Absolute bacterial biomass estimation in the human gut is crucial for understanding microbiome dynamics and host-microbe interactions. Current methods for quantifying bacterial biomass in stool, such as flow cytometry, qPCR, or spike-ins, can be labor-intensive, costly, and confounded by factors like water content, DNA extraction efficiency, PCR inhibitors, and other technical challenges that add bias and noise. We propose a simple, cost-effective approach that circumvents some of these technical challenges: directly estimating bacterial biomass from metagenomes using bacterial-to-host (B:H) read count ratios. We compared B:H ratios to the standard methods outlined above, demonstrating that B:H ratios are useful proxies for bacterial biomass in stool and possibly in other host-associated substrates.
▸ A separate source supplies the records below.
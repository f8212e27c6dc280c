//! Log subscriber installation driven by the client configuration.

// crates.io
use tracing_subscriber::EnvFilter;
// self
use crate::config::SdkConfig;

/// Install the fmt subscriber according to the logging flags.
///
/// Installation is best-effort: when the embedding application already owns a
/// global subscriber, the existing one wins and SDK spans flow into it.
pub(crate) fn init(config: &SdkConfig) {
	if !config.logging_enabled {
		return;
	}

	let level = if config.debug_logging_enabled { "debug" } else { config.log_level.as_str() };
	let directive = format!("customfit_sdk={level}");
	let filter = EnvFilter::try_new(&directive).unwrap_or_else(|_| EnvFilter::new("customfit_sdk=info"));

	if tracing_subscriber::fmt().with_env_filter(filter).try_init().is_ok() {
		tracing::debug!(level, "log subscriber installed");
	}
}
//! Thin reqwest wrapper owning timeouts, authentication, and offline gating.

// std
use std::sync::atomic::{AtomicBool, Ordering};
// crates.io
use http::{
	HeaderMap, Method, StatusCode,
	header::{ETAG, LAST_MODIFIED},
};
use reqwest::Client;
use serde::{Serialize, de::DeserializeOwned};
use url::Url;
// self
use crate::{_prelude::*, config::SdkConfig};

/// Query parameter carrying the client key on authenticated requests.
pub const AUTH_QUERY_PARAM: &str = "cfenc";

/// Credential mode for an outbound request.
///
/// The settings document is public and fetched bare; the evaluation and
/// telemetry endpoints expect the client key in the query string.
#[derive(Clone, Debug, Copy, PartialEq, Eq)]
pub enum Auth {
	/// No credentials attached.
	None,
	/// Append `cfenc={client_key}` to the query string.
	ClientKey,
}

/// Response surface handed back to callers.
#[derive(Clone, Debug)]
pub struct HttpResponse {
	/// Response status; 304 is surfaced, not treated as an error.
	pub status: StatusCode,
	/// Response headers.
	pub headers: HeaderMap,
	/// Raw body bytes; empty for HEAD and 304 responses.
	pub body: Vec<u8>,
}
impl HttpResponse {
	/// `ETag` header value, when present.
	pub fn etag(&self) -> Option<String> {
		header_string(&self.headers, &ETAG)
	}

	/// Raw `Last-Modified` header value, when present.
	pub fn last_modified(&self) -> Option<String> {
		header_string(&self.headers, &LAST_MODIFIED)
	}

	/// `Last-Modified` parsed as a UTC timestamp, when present and valid.
	pub fn last_modified_at(&self) -> Option<DateTime<Utc>> {
		self.last_modified()
			.and_then(|raw| httpdate::parse_http_date(&raw).ok())
			.map(<DateTime<Utc>>::from)
	}

	/// Whether the origin answered 304 Not Modified.
	pub fn is_not_modified(&self) -> bool {
		self.status == StatusCode::NOT_MODIFIED
	}

	/// Deserialize the body as JSON.
	pub fn json<T: DeserializeOwned>(&self) -> Result<T> {
		Ok(serde_json::from_slice(&self.body)?)
	}
}

/// HTTP transport shared by the fetcher and the telemetry pipelines.
///
/// Authentication, where an endpoint calls for it, is the client key appended
/// as the `cfenc` query parameter; no Authorization header is ever sent. The
/// offline switch short-circuits every call with [`Error::Offline`] before
/// any I/O happens.
#[derive(Clone, Debug)]
pub struct HttpClient {
	client: Client,
	client_key: Arc<str>,
	read_timeout: Duration,
	offline: Arc<AtomicBool>,
}
impl HttpClient {
	/// Build a transport from the configuration snapshot.
	pub fn new(config: &SdkConfig) -> Result<Self> {
		let client = Client::builder()
			.user_agent(format!("customfit-sdk/{}", env!("CARGO_PKG_VERSION")))
			.connect_timeout(config.connect_timeout)
			.build()?;

		Ok(Self {
			client,
			client_key: Arc::from(config.client_key.as_str()),
			read_timeout: config.read_timeout,
			offline: Arc::new(AtomicBool::new(config.offline_mode)),
		})
	}

	/// Shared offline flag, also held by the connection monitor.
	pub fn offline_flag(&self) -> Arc<AtomicBool> {
		self.offline.clone()
	}

	/// Whether offline mode is currently engaged.
	pub fn is_offline(&self) -> bool {
		self.offline.load(Ordering::Acquire)
	}

	/// Issue a HEAD request with extra headers.
	pub async fn head(&self, url: &Url, headers: HeaderMap, auth: Auth) -> Result<HttpResponse> {
		self.request(Method::HEAD, url, headers, None::<&()>, auth).await
	}

	/// Issue a GET request with extra headers.
	pub async fn get(&self, url: &Url, headers: HeaderMap, auth: Auth) -> Result<HttpResponse> {
		self.request(Method::GET, url, headers, None::<&()>, auth).await
	}

	/// Issue a POST request with a JSON body and extra headers.
	pub async fn post_json<B: Serialize + ?Sized>(
		&self,
		url: &Url,
		headers: HeaderMap,
		body: &B,
		auth: Auth,
	) -> Result<HttpResponse> {
		self.request(Method::POST, url, headers, Some(body), auth).await
	}

	async fn request<B: Serialize + ?Sized>(
		&self,
		method: Method,
		url: &Url,
		headers: HeaderMap,
		body: Option<&B>,
		auth: Auth,
	) -> Result<HttpResponse> {
		if self.is_offline() {
			return Err(Error::Offline);
		}

		let mut url = url.clone();

		if auth == Auth::ClientKey {
			url.query_pairs_mut().append_pair(AUTH_QUERY_PARAM, &self.client_key);
		}

		let mut builder =
			self.client.request(method.clone(), url.clone()).timeout(self.read_timeout);

		for (name, value) in headers.iter() {
			builder = builder.header(name, value);
		}
		if let Some(body) = body {
			builder = builder.json(body);
		}

		let started = Instant::now();
		let response = builder.send().await?;
		let status = response.status();
		let response_headers = response.headers().clone();

		tracing::debug!(%method, %status, elapsed = ?started.elapsed(), path = url.path(), "http exchange");

		if status == StatusCode::NOT_MODIFIED {
			return Ok(HttpResponse { status, headers: response_headers, body: Vec::new() });
		}
		if !status.is_success() {
			let body = response.text().await.ok();

			// Strip the query so the client key never reaches logs or errors.
			url.set_query(None);

			return Err(Error::HttpStatus { status, url, body });
		}

		let body = response.bytes().await?.to_vec();

		Ok(HttpResponse { status, headers: response_headers, body })
	}
}

fn header_string(headers: &HeaderMap, name: &http::HeaderName) -> Option<String> {
	headers.get(name).and_then(|value| value.to_str().ok()).map(|s| s.to_string())
}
B:H ratios were correlated with bacterial-to-diet (B:D) read count ratios, but B:D ratios exhibited a substantial number of outlier points, indicating that B:H ratios were more reliable estimates of bacterial biomass. Host read depletion methods reduced the total number of host reads in a given sample, but B:H ratios were strongly correlated before and after host read depletion, indicating that host read depletion did not reduce the utility of B:H ratios. B:H ratios showed expected variation between health and disease states (e.g., a decline in IBD relative to healthy controls), and were generally stable in healthy individuals over time. Finally, we showed how B:H and B:D ratios can be used to track antibiotic treatment response and recovery in both mice and humans. B:H ratios offer a convenient alternative to other absolute biomass quantification methods, without the need for additional measurements, experimental design considerations, or machine learning, enabling robust absolute biomass estimates directly from stool metagenomic data.